____ DATASET ENTRIES
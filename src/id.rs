//! Generation-stamped node handles for the arena DOM
//!
//! A `NodeId` is an index into the arena plus the generation of the slot at
//! the time the node was created. When a node is removed its slot generation
//! is bumped, so every outstanding handle to it becomes detectably stale
//! instead of silently aliasing whatever reuses the slot.
//!
//! # Memory Layout
//!
//! - 8 bytes (two u32)
//! - Copy, no heap allocation

use std::fmt;

/// Handle to a node in a [`Dom`](crate::node::Dom).
#[derive(Clone, Copy, PartialEq, Eq, Hash, PartialOrd, Ord)]
#[must_use]
pub struct NodeId {
    pub(crate) index: u32,
    pub(crate) generation: u32,
}

impl NodeId {
    /// Create a handle from raw parts.
    ///
    /// Mostly useful in tests; handles are normally handed out by the arena.
    #[inline]
    pub const fn from_parts(index: u32, generation: u32) -> Self {
        Self { index, generation }
    }

    /// Slot index in the arena
    #[inline]
    pub const fn index(&self) -> u32 {
        self.index
    }

    /// Generation of the slot when this handle was issued
    #[inline]
    pub const fn generation(&self) -> u32 {
        self.generation
    }
}

impl fmt::Debug for NodeId {
    fn fmt(&self, f: &mut fmt::Formatter<'_>) -> fmt::Result {
        write!(f, "NodeId({}v{})", self.index, self.generation)
    }
}

impl fmt::Display for NodeId {
    fn fmt(&self, f: &mut fmt::Formatter<'_>) -> fmt::Result {
        write!(f, "{}v{}", self.index, self.generation)
    }
}

#[cfg(test)]
mod tests {
    use super::*;

    #[test]
    fn test_node_id_parts() {
        let id = NodeId::from_parts(7, 2);
        assert_eq!(id.index(), 7);
        assert_eq!(id.generation(), 2);
        assert_eq!(id.to_string(), "7v2");
        assert_eq!(format!("{id:?}"), "NodeId(7v2)");
    }

    #[test]
    fn test_generations_distinguish_handles() {
        assert_ne!(NodeId::from_parts(1, 0), NodeId::from_parts(1, 1));
    }

    #[test]
    fn test_node_id_size() {
        static_assertions::assert_eq_size!(NodeId, u64);
    }
}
________
Every entry above must be reproduced word for word.

• RESULT OF THE EXERCISE
filename src/id.rs
//! Generation-stamped node handles for the arena DOM
//!
//! A `NodeId` is an index into the arena plus the generation of the slot at
//! the time the node was created. When a node is removed its slot generation
//! is bumped, so every outstanding handle to it becomes detectably stale
//! instead of silently aliasing whatever reuses the slot.
//!
//! # Memory Layout
//!
//! - 8 bytes (two u32)
//! - Copy, no heap allocation

use std::fmt;

/// Handle to a node in a [`Dom`](crate::node::Dom).
#[derive(Clone, Copy, PartialEq, Eq, Hash, PartialOrd, Ord)]
#[must_use]
pub struct NodeId {
    pub(crate) index: u32,
    pub(crate) generation: u32,
}

impl NodeId {
    /// Create a handle from raw parts.
    ///
    /// Mostly useful in tests; handles are normally handed out by the arena.
    #[inline]
    pub const fn from_parts(index: u32, generation: u32) -> Self {
        Self { index, generation }
    }

    /// Slot index in the arena
    #[inline]
    pub const fn index(&self) -> u32 {
        self.index
    }

    /// Generation of the slot when this handle was issued
    #[inline]
    pub const fn generation(&self) -> u32 {
        self.generation
    }
}

impl fmt::Debug for NodeId {
    fn fmt(&self, f: &mut fmt::Formatter<'_>) -> fmt::Result {
        write!(f, "NodeId({}v{})", self.index, self.generation)
    }
}

impl fmt::Display for NodeId {
    fn fmt(&self, f: &mut fmt::Formatter<'_>) -> fmt::Result {
        write!(f, "{}v{}", self.index, self.generation)
    }
}

#[cfg(test)]
mod tests {
    use super::*;

    #[test]
    fn test_node_id_parts() {
        let id = NodeId::from_parts(7, 2);
        assert_eq!(id.index(), 7);
        assert_eq!(id.generation(), 2);
        assert_eq!(id.to_string(), "7v2");
        assert_eq!(format!("{id:?}"), "NodeId(7v2)");
    }

    #[test]
    fn test_generations_distinguish_handles() {
        assert_ne!(NodeId::from_parts(1, 0), NodeId::from_parts(1, 1));
    }

    #[test]
    fn test_node_id_size() {
        static_assertions::assert_eq_size!(NodeId, u64);
    }
}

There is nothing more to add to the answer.